L'argent des partis :
fragile honnêteté

Michel Sapin


Point de vue de Michel Sapin, trésorier du Parti socialiste, paru dans le quotidien Le Monde daté du 18 octobre 2003


 
En France, aujourd'hui, l'interdiction faite aux entreprises de participer au financement de la vie politique est au cœur des dispositions législatives qui ont permis de moraliser le déroulement des campagnes électorales et le fonctionnement des partis en faisant obstacle, autant que faire se peut, à cette corruption qui avait trop longtemps entaché la politique française.

Il a fallu du temps pour en arriver là ! Sept années se sont écoulées entre 1988, date de la première loi adoptée à la demande de François Mitterrand, alors président de la République, qui encadrait les dons des entreprises, et 1995, date où la loi a interdit totalement toute participation directe ou indirecte des entreprises au financement des partis et des campagnes.

Sept années et quatre lois : en 1990, puis en 1993, des dispositions nouvelles, plus contraignantes, avaient progressivement limité les possibilités ouvertes aux entreprises, avant d'aboutir à l'interdiction absolue. Dès 1992, j'avais souhaité, alors ministre des finances, cette interdiction que voulait Pierre Bérégovoy. Elle ne fut possible qu'en 1995.

Certains contestaient, contestent encore, cette rigidité, considérant que le don d'une entreprise n'est pas synonyme de corruption, en l'absence le plus souvent d'un avantage qui leur aurait été accordé en échange. Les partisans des dons libres des entreprises aux partis s'appuient aussi sur les exemples étrangers, où un tel financement est permis.

Rien de tout cela ne me fera varier de cette conviction profonde qui m'anime : en France, compte tenu des habitudes longtemps acquises, des tentations encore trop souvent présentes et des délits parfois même commis, rien ne justifie qu'il soit mis fin à l'interdiction du financement des partis par les entreprises. Au contraire !

La commission de vérification des comptes des partis politiques vient à nouveau de souligner la faiblesse des moyens juridiques et humains lui permettant de vérifier la nature et l'origine des recettes financières des partis.

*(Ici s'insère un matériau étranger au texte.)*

//! Account and extension addresses.
//!
//! # Responsibility
//! - Provide one fixed-width identity for accounts, extensions and cores.
//! - Keep textual form (`0x` + 40 lowercase hex digits) stable for storage.
//!
//! # Invariants
//! - `Address::ZERO` is the null account and never holds code or tokens.
//! - Parsing accepts either hex case but always renders lowercase.

use once_cell::sync::Lazy;
use regex::Regex;
use serde::{Deserialize, Serialize};
use sha2::{Digest, Sha256};
use std::error::Error;
use std::fmt::{Debug, Display, Formatter};
use std::str::FromStr;

/// Byte width of one address.
pub const ADDRESS_LEN: usize = 20;

static ADDRESS_RE: Lazy<Regex> =
    Lazy::new(|| Regex::new(r"^0x[0-9a-fA-F]{40}$").expect("valid address regex"));

/// 20-byte account identifier.
#[derive(Clone, Copy, PartialEq, Eq, PartialOrd, Ord, Hash, Serialize, Deserialize)]
#[serde(try_from = "String", into = "String")]
pub struct Address([u8; ADDRESS_LEN]);

impl Address {
    /// Null account; minting is a transfer from it, burning a transfer to it.
    pub const ZERO: Address = Address([0u8; ADDRESS_LEN]);

    pub const fn new(bytes: [u8; ADDRESS_LEN]) -> Self {
        Self(bytes)
    }

    /// Derives a deterministic address from a human-readable label.
    ///
    /// Used by fixtures and the CLI demo; the same label always yields the
    /// same address.
    pub fn derive(label: &str) -> Self {
        let digest = Sha256::digest(label.as_bytes());
        let mut bytes = [0u8; ADDRESS_LEN];
        bytes.copy_from_slice(&digest[..ADDRESS_LEN]);
        Self(bytes)
    }

    /// Parses `0x`-prefixed hex text.
    pub fn parse(value: &str) -> Result<Self, AddressParseError> {
        let trimmed = value.trim();
        if !ADDRESS_RE.is_match(trimmed) {
            return Err(AddressParseError(trimmed.to_string()));
        }
        let decoded =
            hex::decode(&trimmed[2..]).map_err(|_| AddressParseError(trimmed.to_string()))?;
        let mut bytes = [0u8; ADDRESS_LEN];
        bytes.copy_from_slice(&decoded);
        Ok(Self(bytes))
    }

    pub fn as_bytes(&self) -> &[u8; ADDRESS_LEN] {
        &self.0
    }

    pub fn is_zero(&self) -> bool {
        *self == Self::ZERO
    }
}

impl Display for Address {
    fn fmt(&self, f: &mut Formatter<'_>) -> std::fmt::Result {
        write!(f, "0x{}", hex::encode(self.0))
    }
}

impl Debug for Address {
    fn fmt(&self, f: &mut Formatter<'_>) -> std::fmt::Result {
        write!(f, "Address({self})")
    }
}

impl FromStr for Address {
    type Err = AddressParseError;

    fn from_str(s: &str) -> Result<Self, Self::Err> {
        Self::parse(s)
    }
}

impl TryFrom<String> for Address {
    type Error = AddressParseError;

    fn try_from(value: String) -> Result<Self, Self::Error> {
        Self::parse(&value)
    }
}

impl From<Address> for String {
    fn from(value: Address) -> Self {
        value.to_string()
    }
}

/// Textual address did not match `0x` + 40 hex digits.
#[derive(Debug, Clone, PartialEq, Eq)]
pub struct AddressParseError(pub String);

impl Display for AddressParseError {
    fn fmt(&self, f: &mut Formatter<'_>) -> std::fmt::Result {
        write!(f, "address is invalid: {}", self.0)
    }
}

impl Error for AddressParseError {}
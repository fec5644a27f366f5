//! Fungible accounting tables (`acct_fungible_*`, supply counter).

use crate::model::address::Address;
use crate::model::hook::Amount;
use crate::repo::ledger::{read_counter, write_counter, FungibleLedger, LedgerError, LedgerResult};
use crate::repo::{amount_to_db, parse_amount};
use rusqlite::{params, Connection, OptionalExtension};

const SUPPLY_COUNTER: &str = "fungible.supply";

/// SQLite-backed fungible ledger.
pub struct SqliteFungibleLedger<'conn> {
    conn: &'conn Connection,
}

impl<'conn> SqliteFungibleLedger<'conn> {
    pub fn new(conn: &'conn Connection) -> Self {
        Self { conn }
    }

    fn write_balance(&self, account: &Address, amount: Amount) -> LedgerResult<()> {
        self.conn.execute(
            "INSERT INTO acct_fungible_balances (account, amount) VALUES (?1, ?2)
             ON CONFLICT (account) DO UPDATE SET amount = excluded.amount;",
            params![account.to_string(), amount_to_db(amount)],
        )?;
        Ok(())
    }

    fn debit(&self, account: &Address, amount: Amount) -> LedgerResult<()> {
        let available = self.balance_of(account)?;
        if available < amount {
            return Err(LedgerError::InsufficientBalance {
                account: *account,
                needed: amount,
                available,
            });
        }
        self.write_balance(account, available - amount)
    }

    fn credit(&self, account: &Address, amount: Amount) -> LedgerResult<()> {
        let next = self
            .balance_of(account)?
            .checked_add(amount)
            .ok_or(LedgerError::Overflow)?;
        self.write_balance(account, next)
    }
}

impl FungibleLedger for SqliteFungibleLedger<'_> {
    fn balance_of(&self, account: &Address) -> LedgerResult<Amount> {
        let raw: Option<String> = self
            .conn
            .query_row(
                "SELECT amount FROM acct_fungible_balances WHERE account = ?1;",
                [account.to_string()],
                |row| row.get(0),
            )
            .optional()?;
        match raw {
            Some(value) => Ok(parse_amount(&value, "acct_fungible_balances.amount")?),
            None => Ok(0),
        }
    }

    fn total_supply(&self) -> LedgerResult<Amount> {
        read_counter(self.conn, SUPPLY_COUNTER)
    }

    fn allowance(&self, owner: &Address, spender: &Address) -> LedgerResult<Amount> {
        let raw: Option<String> = self
            .conn
            .query_row(
                "SELECT amount FROM acct_fungible_allowances WHERE owner = ?1 AND spender = ?2;",
                params![owner.to_string(), spender.to_string()],
                |row| row.get(0),
            )
            .optional()?;
        match raw {
            Some(value) => Ok(parse_amount(&value, "acct_fungible_allowances.amount")?),
            None => Ok(0),
        }
    }

    fn mint(&self, to: &Address, amount: Amount) -> LedgerResult<()> {
        let supply = self
            .total_supply()?
            .checked_add(amount)
            .ok_or(LedgerError::Overflow)?;
        self.credit(to, amount)?;
        write_counter(self.conn, SUPPLY_COUNTER, supply)
    }

    fn burn(&self, from: &Address, amount: Amount) -> LedgerResult<()> {
        self.debit(from, amount)?;
        let supply = self.total_supply()?.saturating_sub(amount);
        write_counter(self.conn, SUPPLY_COUNTER, supply)
    }

    fn transfer(&self, from: &Address, to: &Address, amount: Amount) -> LedgerResult<()> {
        self.debit(from, amount)?;
        self.credit(to, amount)
    }

    fn set_allowance(
        &self,
        owner: &Address,
        spender: &Address,
        amount: Amount,
    ) -> LedgerResult<()> {
        self.conn.execute(
            "INSERT INTO acct_fungible_allowances (owner, spender, amount) VALUES (?1, ?2, ?3)
             ON CONFLICT (owner, spender) DO UPDATE SET amount = excluded.amount;",
            params![owner.to_string(), spender.to_string(), amount_to_db(amount)],
        )?;
        Ok(())
    }

    fn spend_allowance(
        &self,
        owner: &Address,
        spender: &Address,
        amount: Amount,
    ) -> LedgerResult<()> {
        let available = self.allowance(owner, spender)?;
        if available == Amount::MAX {
            return Ok(());
        }
        if available < amount {
            return Err(LedgerError::InsufficientAllowance {
                owner: *owner,
                spender: *spender,
                needed: amount,
                available,
            });
        }
        self.set_allowance(owner, spender, available - amount)
    }
}
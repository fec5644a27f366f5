//! Callback dispatcher for lifecycle events.
//!
//! # Responsibility
//! - Resolve the handler of one event, apply the required/optional policy of
//!   the calling operation, call the handler and check its result shape.
//! - Forward native value to payable handlers.
//!
//! # Invariants
//! - The handler is resolved once; reentrant registry changes made by the
//!   handler only affect later dispatches.
//! - Dispatch never writes registry tables.
//! - A handler's revert reason reaches the caller unmodified.

use crate::extension::envelope::run_discarding;
use crate::extension::error::{CoreError, CoreResult};
use crate::extension::host::CallContext;
use crate::extension::kernel::ModularCore;
use crate::model::address::Address;
use crate::model::event::{EventSpec, HandlerMode};
use crate::model::hook::{CallEnv, HookArgs, HookOutput};
use log::{debug, warn};

/// Result of one dispatch.
#[derive(Debug, Clone, PartialEq, Eq)]
pub enum DispatchOutcome {
    /// Optional event without a handler; no call was made.
    Skipped,
    Handled { handler: Address, output: HookOutput },
}

impl DispatchOutcome {
    pub fn output(&self) -> Option<&HookOutput> {
        match self {
            Self::Skipped => None,
            Self::Handled { output, .. } => Some(output),
        }
    }

    pub fn handler(&self) -> Option<Address> {
        match self {
            Self::Skipped => None,
            Self::Handled { handler, .. } => Some(*handler),
        }
    }
}

/// Routes lifecycle events of one core to installed handlers.
pub struct CallbackDispatcher<'a, 'conn> {
    core: &'a ModularCore<'conn>,
}

impl<'a, 'conn> CallbackDispatcher<'a, 'conn> {
    pub(crate) fn new(core: &'a ModularCore<'conn>) -> Self {
        Self { core }
    }

    /// Dispatches one state-changing event inside the caller's envelope.
    ///
    /// Any attached value moves from the caller to the core, then on to the
    /// handler of a payable event.
    pub fn dispatch(&self, env: CallEnv, args: HookArgs) -> CoreResult<DispatchOutcome> {
        let spec = self.core.spec_for(args.kind())?;
        if env.value > 0 {
            if !spec.payable {
                return Err(CoreError::NonPayableEvent(spec.event));
            }
            self.core
                .move_native(&env.caller, &self.core.address(), env.value)?;
        }
        self.call(spec, env, &args, false)
    }

    /// Dispatches one view event; every write it causes is discarded.
    pub fn dispatch_view(&self, args: HookArgs) -> CoreResult<DispatchOutcome> {
        let spec = self.core.spec_for(args.kind())?;
        run_discarding(self.core.conn(), || {
            self.call(spec, CallEnv::new(Address::ZERO), &args, true)
        })
    }

    fn call(
        &self,
        spec: &EventSpec,
        env: CallEnv,
        args: &HookArgs,
        read_only: bool,
    ) -> CoreResult<DispatchOutcome> {
        let Some(entry) = self.core.registry().handler_of(spec.event)? else {
            return match spec.mode {
                HandlerMode::Required => {
                    warn!(
                        "event=hook_dispatch module=dispatch status=error kind={} error_code=required_hook_missing",
                        spec.kind.as_str()
                    );
                    Err(CoreError::RequiredHookMissing(spec.event))
                }
                HandlerMode::Optional => {
                    debug!(
                        "event=hook_dispatch module=dispatch status=ok kind={} outcome=skipped",
                        spec.kind.as_str()
                    );
                    Ok(DispatchOutcome::Skipped)
                }
            };
        };

        let handler = entry.handler;
        let code = self
            .core
            .host()
            .code_at(&handler)
            .ok_or(CoreError::NoExtensionCode(handler))?;

        let forwarded = if spec.payable { env.value } else { 0 };
        if forwarded > 0 {
            self.core
                .move_native(&self.core.address(), &handler, forwarded)?;
        }

        let ctx = CallContext::new(self.core, handler, env.caller, forwarded, read_only);
        let output = code
            .handle_hook(&ctx, spec.event, args)
            .map_err(|revert| {
                debug!(
                    "event=hook_dispatch module=dispatch status=error kind={} handler={} error_code=handler_reverted",
                    spec.kind.as_str(),
                    handler
                );
                CoreError::HandlerCallFailed {
                    handler,
                    reason: revert.reason,
                }
            })?;

        if !output.fits(spec.kind) {
            return Err(CoreError::MalformedHandlerResult {
                handler,
                event: spec.event,
            });
        }
        debug!(
            "event=hook_dispatch module=dispatch status=ok kind={} handler={} outcome=handled",
            spec.kind.as_str(),
            handler
        );
        Ok(DispatchOutcome::Handled { handler, output })
    }
}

C'est dire combien les membres de la commission continuent de s'inquiéter de la quantité, parfois considérable, de dons en espèces dont l'origine exacte est inconnue, de l'opacité des relations qui peuvent exister entre partis et entreprises par le biais, par exemple, de la fixation de loyers à des niveaux amicaux, ou de la présence au capital de sociétés placées dans l'orbite des partis, de groupes industriels ou financiers.

Si la commission veut y voir plus clair, c'est bien que, même dans le cadre actuel, l'ombre recouvre encore, pour partie, la relation entre des entreprises et des partis.

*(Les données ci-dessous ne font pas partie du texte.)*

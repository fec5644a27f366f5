//! Domain model shared by the registry, dispatcher and token cores.
//!
//! # Responsibility
//! - Define addresses, selectors, event catalogs and hook payloads.
//! - Define registry and notification records exposed to callers.
//!
//! # Invariants
//! - Every lifecycle event belongs to exactly one catalog row per variant.
//! - Records are plain data; all writes go through registry/ledger code.

pub mod address;
pub mod event;
pub mod hook;
pub mod record;
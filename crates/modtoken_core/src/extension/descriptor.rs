//! Extension descriptor declaration and validation.
//!
//! # Responsibility
//! - Describe what one candidate extension implements: lifecycle events with
//!   their declared mode, and entrypoints routed through the core.
//! - Reject malformed descriptors before any registry row is written.
//!
//! # Invariants
//! - A valid descriptor only names events of the installing core's catalog.
//! - Event and entrypoint selectors are unique and never overlap.

use crate::model::event::{CoreVariant, EventCatalog, EventSet, HandlerMode, LifecycleEvent, Selector};
use once_cell::sync::Lazy;
use regex::Regex;
use std::collections::BTreeSet;
use std::error::Error;
use std::fmt::{Display, Formatter};

/// Lowercase alphanumeric segments joined by single `.`, `_` or `-`.
static NAME_RE: Lazy<Regex> = Lazy::new(|| {
    Regex::new(r"^[a-z0-9]+(?:[._-][a-z0-9]+)*$").expect("valid descriptor name regex")
});
static VERSION_RE: Lazy<Regex> =
    Lazy::new(|| Regex::new(r"^[0-9]+\.[0-9]+\.[0-9]+$").expect("valid descriptor version regex"));

/// One lifecycle event implemented by an extension.
#[derive(Debug, Clone, Copy, PartialEq, Eq)]
pub struct EventDeclaration {
    pub event: LifecycleEvent,
    pub mode: HandlerMode,
}

/// One callable entrypoint exposed through the core.
#[derive(Debug, Clone, PartialEq, Eq)]
pub struct EntrypointDeclaration {
    pub selector: Selector,
    /// Human-readable signature, e.g. `setClaimCondition(uint256)`.
    pub name: String,
    /// Caller must pass the permission gate.
    pub restricted: bool,
}

/// Static metadata a candidate extension reports at install time.
#[derive(Debug, Clone, PartialEq, Eq)]
pub struct ExtensionDescriptor {
    /// Stable extension name, e.g. `claim.allowlist`.
    pub name: String,
    /// Semantic version string (`major.minor.patch`).
    pub version: String,
    pub events: Vec<EventDeclaration>,
    pub entrypoints: Vec<EntrypointDeclaration>,
    /// Empty means any core variant.
    pub supported_variants: Vec<CoreVariant>,
}

impl ExtensionDescriptor {
    pub fn new(name: impl Into<String>, version: impl Into<String>) -> Self {
        Self {
            name: name.into(),
            version: version.into(),
            events: Vec::new(),
            entrypoints: Vec::new(),
            supported_variants: Vec::new(),
        }
    }

    /// Declares one lifecycle event by its canonical signature.
    pub fn with_event(mut self, signature: &str, mode: HandlerMode) -> Self {
        self.events.push(EventDeclaration {
            event: Selector::from_signature(signature),
            mode,
        });
        self
    }

    /// Declares one entrypoint; the selector is derived from `signature`.
    pub fn with_entrypoint(mut self, signature: &str, restricted: bool) -> Self {
        self.entrypoints.push(EntrypointDeclaration {
            selector: Selector::from_signature(signature),
            name: signature.to_string(),
            restricted,
        });
        self
    }

    pub fn for_variants(mut self, variants: &[CoreVariant]) -> Self {
        self.supported_variants = variants.to_vec();
        self
    }

    pub fn event_set(&self) -> EventSet {
        self.events.iter().map(|decl| decl.event).collect()
    }

    pub fn entrypoint_set(&self) -> BTreeSet<Selector> {
        self.entrypoints.iter().map(|decl| decl.selector).collect()
    }

    /// Validates declaration-level invariants against one core catalog.
    pub fn validate(&self, catalog: &EventCatalog) -> Result<(), DescriptorValidationError> {
        let name = self.name.trim();
        if name.is_empty() {
            return Err(DescriptorValidationError::EmptyName);
        }
        if !NAME_RE.is_match(name) {
            return Err(DescriptorValidationError::InvalidName(self.name.clone()));
        }

        let version = self.version.trim();
        if version.is_empty() {
            return Err(DescriptorValidationError::EmptyVersion);
        }
        if !VERSION_RE.is_match(version) {
            return Err(DescriptorValidationError::InvalidVersion(
                self.version.clone(),
            ));
        }

        if !self.supported_variants.is_empty()
            && !self.supported_variants.contains(&catalog.variant())
        {
            return Err(DescriptorValidationError::IncompatibleCore(
                catalog.variant(),
            ));
        }

        if self.events.is_empty() && self.entrypoints.is_empty() {
            return Err(DescriptorValidationError::MissingDeclarations);
        }

        let mut events = BTreeSet::new();
        for decl in &self.events {
            if !catalog.contains(decl.event) {
                return Err(DescriptorValidationError::UnsupportedEvent(decl.event));
            }
            if !events.insert(decl.event) {
                return Err(DescriptorValidationError::DuplicateEvent(decl.event));
            }
        }

        let mut selectors = BTreeSet::new();
        for decl in &self.entrypoints {
            if decl.name.trim().is_empty() {
                return Err(DescriptorValidationError::EmptyEntrypointName(
                    decl.selector,
                ));
            }
            if catalog.contains(decl.selector) {
                return Err(DescriptorValidationError::EntrypointCollidesWithEvent(
                    decl.selector,
                ));
            }
            if !selectors.insert(decl.selector) {
                return Err(DescriptorValidationError::DuplicateEntrypoint(
                    decl.selector,
                ));
            }
        }
        Ok(())
    }
}

/// Descriptor validation errors.
#[derive(Debug, Clone, PartialEq, Eq)]
pub enum DescriptorValidationError {
    EmptyName,
    InvalidName(String),
    EmptyVersion,
    InvalidVersion(String),
    MissingDeclarations,
    UnsupportedEvent(LifecycleEvent),
    DuplicateEvent(LifecycleEvent),
    EmptyEntrypointName(Selector),
    DuplicateEntrypoint(Selector),
    EntrypointCollidesWithEvent(Selector),
    IncompatibleCore(CoreVariant),
}

impl Display for DescriptorValidationError {
    fn fmt(&self, f: &mut Formatter<'_>) -> std::fmt::Result {
        match self {
            Self::EmptyName => write!(f, "descriptor name must not be empty"),
            Self::InvalidName(value) => write!(f, "descriptor name is invalid: {value}"),
            Self::EmptyVersion => write!(f, "descriptor version must not be empty"),
            Self::InvalidVersion(value) => write!(
                f,
                "descriptor version is invalid: {value} (expected major.minor.patch)"
            ),
            Self::MissingDeclarations => {
                write!(f, "descriptor must declare at least one event or entrypoint")
            }
            Self::UnsupportedEvent(event) => {
                write!(f, "event is not in the core catalog: {event}")
            }
            Self::DuplicateEvent(event) => write!(f, "event is declared twice: {event}"),
            Self::EmptyEntrypointName(selector) => {
                write!(f, "entrypoint name must not be empty: {selector}")
            }
            Self::DuplicateEntrypoint(selector) => {
                write!(f, "entrypoint is declared twice: {selector}")
            }
            Self::EntrypointCollidesWithEvent(selector) => {
                write!(f, "entrypoint selector collides with a lifecycle event: {selector}")
            }
            Self::IncompatibleCore(variant) => {
                write!(f, "extension does not support {variant} cores")
            }
        }
    }
}

impl Error for DescriptorValidationError {}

C'est dans ce contexte, en grand progrès par rapport à la situation d'avant 1995, mais qui peut et doit encore s'améliorer, que s'exprime la volonté de certains partis de créer des fondations " politiques ", fondations qui seraient elles-mêmes financées par les dons d'entreprises. La loi sur le mécénat récemment adoptée est un puissant aiguillon à ce mouvement, compte tenu des avantages fiscaux considérables qui s'attachent désormais aux dons que les entreprises peuvent vouloir faire aux fondations de toute nature.

Il y a là un grand danger, contre lequel je veux mettre en garde les responsables politiques et les citoyens français. Pas parce que des fondations liées à des partis ne seraient pas légitimes ! Le responsable socialiste que je suis serait mal placé pour refuser aux autres ce que mon parti s'est accordé à lui-même, il y a plusieurs années, avec la Fondation Jean-Jaurès.

L'UDF, à l'époque, avait créé sa propre fondation, baptisée Robert-Schuman. Mais les uns comme les autres, socialistes ou centristes, nous avons décidé de refuser tout financement par des entreprises, conscients que nous étions qu'il fallait éviter de réintroduire par la fenêtre des fondations le financement privé que nous avions chassé par la porte des partis.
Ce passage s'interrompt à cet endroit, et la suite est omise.